Une refonte complète du système de financement des films

La transition vers une économie de marché dans les pays d'Europe centrale et orientale a entraîné une réorganisation complète du secteur de la production cinématographique. Plus que tout autre domaine culturel, l'activité cinématographique est en effet dépendante de ses sources de financement. Après l'effondrement des structures communistes, les possibilités de collaboration avec l'Europe de l'Ouest sont donc devenues un enjeu crucial.

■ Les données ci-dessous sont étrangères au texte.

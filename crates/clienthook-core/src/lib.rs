#![forbid(unsafe_code)]

//! Core: named reactive state, effects, and DOM attribute sync.
//!
//! # Role in clienthook
//! `clienthook-core` owns everything that does not need a browser. It keeps
//! a registry of named states, propagates writes synchronously to bound DOM
//! elements and subscriber callbacks, and defines the DOM seam that hosts
//! implement. `clienthook-web` plugs a `web-sys` document into that seam and
//! exports the API to JavaScript.
//!
//! # Primary responsibilities
//! - **Registry**: explicit context mapping state names to values and
//!   subscriber lists.
//! - **State**: handle returned by declaration; reads return the value,
//!   writes propagate before returning.
//! - **Effects**: callbacks subscribed to one or more states, invoked once
//!   per dependency at registration and again on every write.
//! - **DOM sync**: checkbox/radio inputs get `checked`, other inputs and
//!   textareas get `value`, everything else gets its content replaced.
//! - **Hooks**: log-and-continue facade for callers that want the hook-style
//!   contract instead of `Result`s.

pub mod config;
pub mod dom;
pub mod error;
pub mod hooks;
pub mod memory_dom;
pub mod registry;
pub mod state;
pub mod value;

pub use config::{DEFAULT_MARKER_ATTRIBUTE, HooksConfig};
pub use dom::{BoundElement, Dom, ElementKind, NullDom, sync_bound, sync_element};
pub use error::HookError;
pub use hooks::Hooks;
pub use memory_dom::{MemoryDom, MemoryElement};
pub use registry::{Callback, EffectOutcome, Registry};
pub use state::State;
pub use value::StateValue;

Une refonte complète du système de financement des films d'Europe centrale et orientale a été rendue nécessaire depuis dix ans par la privatisation de la production et la chute de la fréquentation en salle (les recettes de la taxe sur les entrées, principale source de financement, ont diminué de façon significative). Or les sources de financement alternatives autres qu'étatiques étaient quasi-absentes de l'ancien système. S'ajoute à cela la difficulté d'attirer les investisseurs étrangers, au vu des importants risques financiers.

La Pologne, la Russie et la Hongrie ont procédé à une révision complète de leurs systèmes d'aide, tandis que les autres pays ont amorcé des réformes partielles.

Les nécessaires aides européennes

L'accès à des mécanismes de soutien européens a donc été vital pour tous ces pays. Un premier système d'aide, les Fonds ECO du CNC*, mis en place de 1989 à 1996, et la participation au fonds de coproduction Eurimages* du Conseil de l'Europe ont facilité la collaboration entre professionnels de l'Ouest et de l'Est.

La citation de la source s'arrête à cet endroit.